Значит, он не способен довести что бы то ни было до конца, не может всецело отдаться страсти, как ему следовало бы отдаться науке или искусству; вероятно, нельзя глубоко любить, не испытывая при этом глубоких страданий.
Он до самого рассвета перебирал все те же мысли, и они терзали его, как псы; потом он встал и спустился на берег реки.
Какой-то рыбак забрасывал сеть у плотины. Вода бурлила под лучами зари, и когда человек вытаскивал большую круглую сеть и расстилал ее на палубе лодки, мелкие рыбки трепыхались в петлях, будто живое серебро.
Теплый утренний воздух, насыщенный брызгами падавшей воды, в которых мелькали зыбкие радуги, успокаивал Мариоля; ему казалось, что река, протекающая у его ног, уносит в своем безостановочном и быстром беге частицу его печали.
Он подумал: «Все-таки я поступил хорошо; я слишком страдал!»
Он вернулся домой, взял гамак, замеченный им в прихожей, и повесил его между двумя липами; расположившись в нем, он старался ни о чем не думать, глядя на скользящую мимо воду.
Он пролежал так до завтрака – в сладком оцепенении, в блаженном состоянии тела, распространявшемся и на душу, и по возможности растянул завтрак, чтобы сократить день. Но его томило ожидание: он ждал почты. Он телеграфировал в Париж и написал в Фонтенебло, чтобы ему переслали сюда письма. Он ничего не получал, и ощущение полной заброшенности начинало тяготить его. Почему? Он не мог ожидать ничего приятного, утешительного и успокаивающего из недр черной сумки, висящей на боку у почтальона, ничего, кроме ненужных приглашений и пустых новостей. К чему же тогда мечтать об этих неведомых письмах, словно в них таится спасение для его сердца?
Не скрывается ли в самой глубине его души тщеславная надежда получить письмо от нее?
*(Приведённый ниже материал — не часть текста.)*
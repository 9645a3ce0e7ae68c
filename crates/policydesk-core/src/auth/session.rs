use std::fmt;
use std::path::PathBuf;
use std::sync::{Arc, Mutex, PoisonError, RwLock};

use anyhow::{Context, Result};
use chrono::{DateTime, Utc};
use serde::{Deserialize, Serialize};
use tracing::{debug, warn};

use super::TokenStore;

/// Session file name in cache directory
const SESSION_FILE: &str = "session.json";

/// Access/refresh credential pair issued by the API.
///
/// `expires_at` is carried for display only; the server decides when a token
/// is no longer valid.
#[derive(Clone, PartialEq, Eq, Serialize, Deserialize)]
#[cfg_attr(feature = "ts", derive(ts_rs::TS), ts(export))]
pub struct TokenPair {
    pub access_token: String,
    pub refresh_token: String,
    #[serde(
        default,
        with = "chrono::serde::ts_seconds_option",
        skip_serializing_if = "Option::is_none"
    )]
    #[cfg_attr(feature = "ts", ts(type = "number | null"))]
    pub expires_at: Option<DateTime<Utc>>,
}

impl TokenPair {
    pub fn new(access_token: impl Into<String>, refresh_token: impl Into<String>) -> Self {
        Self {
            access_token: access_token.into(),
            refresh_token: refresh_token.into(),
            expires_at: None,
        }
    }

    pub fn with_expiry(mut self, expires_at: DateTime<Utc>) -> Self {
        self.expires_at = Some(expires_at);
        self
    }

    /// Get minutes remaining until the advertised expiry (for display)
    pub fn minutes_until_expiry(&self) -> Option<i64> {
        self.expires_at
            .map(|at| (at - Utc::now()).num_minutes().max(0))
    }
}

// Tokens are bearer secrets; keep them out of logs.
impl fmt::Debug for TokenPair {
    fn fmt(&self, f: &mut fmt::Formatter<'_>) -> fmt::Result {
        f.debug_struct("TokenPair")
            .field("access_token", &"<redacted>")
            .field("refresh_token", &"<redacted>")
            .field("expires_at", &self.expires_at)
            .finish()
    }
}

/// The single owned authentication state shared by every request issuer.
///
/// Holds at most one `TokenPair`. Writes replace the whole pair under one
/// lock, so readers see either the old pair or the new one. Store I/O happens
/// outside that lock; `persist` keeps store writes in the same order as the
/// in-memory swaps.
pub struct Session {
    store: Arc<dyn TokenStore>,
    tokens: RwLock<Option<TokenPair>>,
    persist: Mutex<()>,
}

impl Session {
    /// Empty session backed by `store`. Nothing is loaded.
    pub fn new(store: Arc<dyn TokenStore>) -> Self {
        Self {
            store,
            tokens: RwLock::new(None),
            persist: Mutex::new(()),
        }
    }

    /// Session seeded from whatever `store` persisted in a previous run
    pub fn restore(store: Arc<dyn TokenStore>) -> Self {
        let tokens = match store.load() {
            Ok(tokens) => tokens,
            Err(e) => {
                warn!(error = %e, "Failed to load stored tokens, starting signed out");
                None
            }
        };
        debug!(has_tokens = tokens.is_some(), "Session restored");
        Self {
            store,
            tokens: RwLock::new(tokens),
            persist: Mutex::new(()),
        }
    }

    /// Current pair, if any
    pub fn tokens(&self) -> Option<TokenPair> {
        self.tokens
            .read()
            .unwrap_or_else(PoisonError::into_inner)
            .clone()
    }

    /// Get the bearer token if one is held
    pub fn access_token(&self) -> Option<String> {
        self.tokens
            .read()
            .unwrap_or_else(PoisonError::into_inner)
            .as_ref()
            .map(|t| t.access_token.clone())
            .filter(|t| !t.is_empty())
    }

    pub fn refresh_token(&self) -> Option<String> {
        self.tokens
            .read()
            .unwrap_or_else(PoisonError::into_inner)
            .as_ref()
            .map(|t| t.refresh_token.clone())
            .filter(|t| !t.is_empty())
    }

    /// True iff a non-empty access token is held
    pub fn is_authenticated(&self) -> bool {
        self.access_token().is_some()
    }

    /// Replace both tokens at once and mirror them to the store.
    ///
    /// A store failure is logged; the in-memory pair is still updated.
    pub fn replace(&self, tokens: TokenPair) {
        let _persist = self.persist.lock().unwrap_or_else(PoisonError::into_inner);
        *self.tokens.write().unwrap_or_else(PoisonError::into_inner) = Some(tokens.clone());
        if let Err(e) = self.store.save(&tokens) {
            warn!(error = %e, "Failed to persist tokens");
        }
    }

    /// Drop all credential state, in memory and in the store
    pub fn clear(&self) {
        let _persist = self.persist.lock().unwrap_or_else(PoisonError::into_inner);
        *self.tokens.write().unwrap_or_else(PoisonError::into_inner) = None;
        if let Err(e) = self.store.clear() {
            warn!(error = %e, "Failed to clear stored tokens");
        }
    }
}

/// Persists the pair as `session.json` in the cache directory.
///
/// Writes go to a temporary file that is renamed into place, so a crash never
/// leaves half of an old pair next to half of a new one.
pub struct FileStore {
    cache_dir: PathBuf,
}

impl FileStore {
    pub fn new(cache_dir: PathBuf) -> Self {
        Self { cache_dir }
    }

    pub fn session_path(&self) -> PathBuf {
        self.cache_dir.join(SESSION_FILE)
    }
}

impl TokenStore for FileStore {
    fn load(&self) -> Result<Option<TokenPair>> {
        let path = self.session_path();
        if !path.exists() {
            return Ok(None);
        }
        let contents = std::fs::read_to_string(&path).context("Failed to read session file")?;
        let tokens = serde_json::from_str(&contents).context("Failed to parse session file")?;
        Ok(Some(tokens))
    }

    fn save(&self, tokens: &TokenPair) -> Result<()> {
        std::fs::create_dir_all(&self.cache_dir).context("Failed to create cache directory")?;
        let path = self.session_path();
        let tmp = path.with_extension("json.tmp");
        let contents = serde_json::to_string_pretty(tokens)?;
        std::fs::write(&tmp, contents).context("Failed to write session file")?;
        std::fs::rename(&tmp, &path).context("Failed to move session file into place")?;
        Ok(())
    }

    fn clear(&self) -> Result<()> {
        let path = self.session_path();
        if path.exists() {
            std::fs::remove_file(path).context("Failed to remove session file")?;
        }
        Ok(())
    }
}

#[cfg(test)]
mod tests {
    use super::*;
    use crate::auth::MemoryStore;
    use chrono::Duration;
    use std::sync::mpsc::{self, Receiver, Sender};

    struct BrokenStore;

    impl TokenStore for BrokenStore {
        fn load(&self) -> Result<Option<TokenPair>> {
            Err(anyhow::anyhow!("keychain locked"))
        }
        fn save(&self, _tokens: &TokenPair) -> Result<()> {
            Err(anyhow::anyhow!("keychain locked"))
        }
        fn clear(&self) -> Result<()> {
            Err(anyhow::anyhow!("keychain locked"))
        }
    }

    /// Store whose `save` parks until the test lets it finish
    struct SlowStore {
        entered: Mutex<Sender<()>>,
        release: Mutex<Receiver<()>>,
    }

    impl TokenStore for SlowStore {
        fn load(&self) -> Result<Option<TokenPair>> {
            Ok(None)
        }
        fn save(&self, _tokens: &TokenPair) -> Result<()> {
            let _ = self.entered.lock().unwrap().send(());
            let _ = self.release.lock().unwrap().recv();
            Ok(())
        }
        fn clear(&self) -> Result<()> {
            Ok(())
        }
    }

    #[test]
    fn test_new_session_is_signed_out() {
        let session = Session::new(Arc::new(MemoryStore::new()));
        assert!(!session.is_authenticated());
        assert!(session.tokens().is_none());
    }

    #[test]
    fn test_restore_reads_store() {
        let store = Arc::new(MemoryStore::with_tokens(TokenPair::new("A1", "R1")));
        let session = Session::restore(store);
        assert!(session.is_authenticated());
        assert_eq!(session.access_token().as_deref(), Some("A1"));
        assert_eq!(session.refresh_token().as_deref(), Some("R1"));
    }

    #[test]
    fn test_replace_mirrors_both_tokens() {
        let store = Arc::new(MemoryStore::new());
        let session = Session::new(store.clone());

        session.replace(TokenPair::new("A1", "R1"));
        session.replace(TokenPair::new("A2", "R2"));

        let stored = store.snapshot().unwrap();
        assert_eq!(stored.access_token, "A2");
        assert_eq!(stored.refresh_token, "R2");
        assert_eq!(session.tokens(), Some(stored));
    }

    #[test]
    fn test_clear_empties_memory_and_store() {
        let store = Arc::new(MemoryStore::with_tokens(TokenPair::new("A1", "R1")));
        let session = Session::restore(store.clone());
        session.clear();
        assert!(!session.is_authenticated());
        assert!(store.snapshot().is_none());
    }

    #[test]
    fn test_empty_tokens_do_not_count() {
        let session = Session::new(Arc::new(MemoryStore::new()));
        session.replace(TokenPair::new("", ""));
        assert!(!session.is_authenticated());
        assert!(session.refresh_token().is_none());
    }

    #[test]
    fn test_store_failures_do_not_block_session() {
        let session = Session::restore(Arc::new(BrokenStore));
        assert!(!session.is_authenticated());

        session.replace(TokenPair::new("A1", "R1"));
        assert_eq!(session.access_token().as_deref(), Some("A1"));

        session.clear();
        assert!(!session.is_authenticated());
    }

    #[test]
    fn test_readers_are_not_blocked_by_store_writes() {
        let (entered_tx, entered_rx) = mpsc::channel();
        let (release_tx, release_rx) = mpsc::channel();
        let session = Arc::new(Session::new(Arc::new(SlowStore {
            entered: Mutex::new(entered_tx),
            release: Mutex::new(release_rx),
        })));

        let writer = {
            let session = session.clone();
            std::thread::spawn(move || session.replace(TokenPair::new("A1", "R1")))
        };
        entered_rx.recv().unwrap();

        // The store write is still in progress
        let (read_tx, read_rx) = mpsc::channel();
        let reader = session.clone();
        std::thread::spawn(move || {
            let _ = read_tx.send(reader.access_token());
        });
        let seen = read_rx.recv_timeout(std::time::Duration::from_secs(2));

        release_tx.send(()).unwrap();
        writer.join().unwrap();
        assert_eq!(seen.unwrap().as_deref(), Some("A1"));
    }

    #[test]
    fn test_file_store_roundtrip() {
        let dir = tempfile::tempdir().unwrap();
        let store = FileStore::new(dir.path().join("nested"));
        assert!(store.load().unwrap().is_none());

        let expires = DateTime::from_timestamp(1_900_000_000, 0).unwrap();
        store.save(&TokenPair::new("A1", "R1").with_expiry(expires)).unwrap();
        let loaded = store.load().unwrap().unwrap();
        assert_eq!(loaded.access_token, "A1");
        assert_eq!(loaded.expires_at, Some(expires));
        assert!(!store.session_path().with_extension("json.tmp").exists());

        store.clear().unwrap();
        assert!(!store.session_path().exists());
        // Clearing twice is fine
        store.clear().unwrap();
    }

    #[test]
    fn test_file_store_rejects_garbage() {
        let dir = tempfile::tempdir().unwrap();
        let store = FileStore::new(dir.path().to_path_buf());
        std::fs::write(store.session_path(), "not json").unwrap();
        assert!(store.load().is_err());
    }

    #[test]
    fn test_token_pair_wire_format() {
        let pair: TokenPair = serde_json::from_str(
            r#"{"access_token":"A1","refresh_token":"R1","expires_at":1900000000}"#,
        )
        .unwrap();
        assert_eq!(pair.expires_at.map(|t| t.timestamp()), Some(1_900_000_000));

        // Refresh responses may omit the expiry
        let pair: TokenPair =
            serde_json::from_str(r#"{"access_token":"A2","refresh_token":"R2"}"#).unwrap();
        assert!(pair.expires_at.is_none());
    }

    #[test]
    fn test_debug_redacts_tokens() {
        let rendered = format!("{:?}", TokenPair::new("secret-access", "secret-refresh"));
        assert!(!rendered.contains("secret-access"));
        assert!(!rendered.contains("secret-refresh"));
    }

    #[test]
    fn test_minutes_until_expiry() {
        let pair = TokenPair::new("A", "R").with_expiry(Utc::now() + Duration::minutes(30));
        let minutes = pair.minutes_until_expiry().unwrap();
        assert!((29..=30).contains(&minutes));

        let expired = TokenPair::new("A", "R").with_expiry(Utc::now() - Duration::minutes(5));
        assert_eq!(expired.minutes_until_expiry(), Some(0));
        assert_eq!(TokenPair::new("A", "R").minutes_until_expiry(), None);
    }
}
Он спросил у одной из своих старушек:
– В котором часу приходит почта?
– В полдень, сударь.
Был как раз полдень. Он со все возрастающим беспокойством стал прислушиваться к шумам, доносившимся извне. Стук в наружную дверь заставил его привскочить. Почтальон принес только газеты и три незначительных письма. Мариоль прочитал газеты, перечитал их, заскучал и вышел из дому.
За что ему взяться? Он вернулся к гамаку и снова растянулся в нем, но полчаса спустя настойчивая потребность уйти куда-нибудь охватила его. В лес? Да, лес был обворожителен, но одиночество в нем ощущалось еще глубже, чем дома или в деревне, где иногда слышались какие-то отзвуки жизни. И это безмолвное одиночество деревьев и листвы наполняло его печалью и сожалениями, погружало его в скорбь. Он мысленно снова совершил вчерашнюю большую прогулку, и когда ему вновь представилась проворная служаночка из Гостиницы Коро, он подумал: «Вот идея! Отправлюсь туда и там пообедаю». Такое решение хорошо на него подействовало; это все-таки занятие, средство выиграть несколько часов. И он тотчас же тронулся в путь.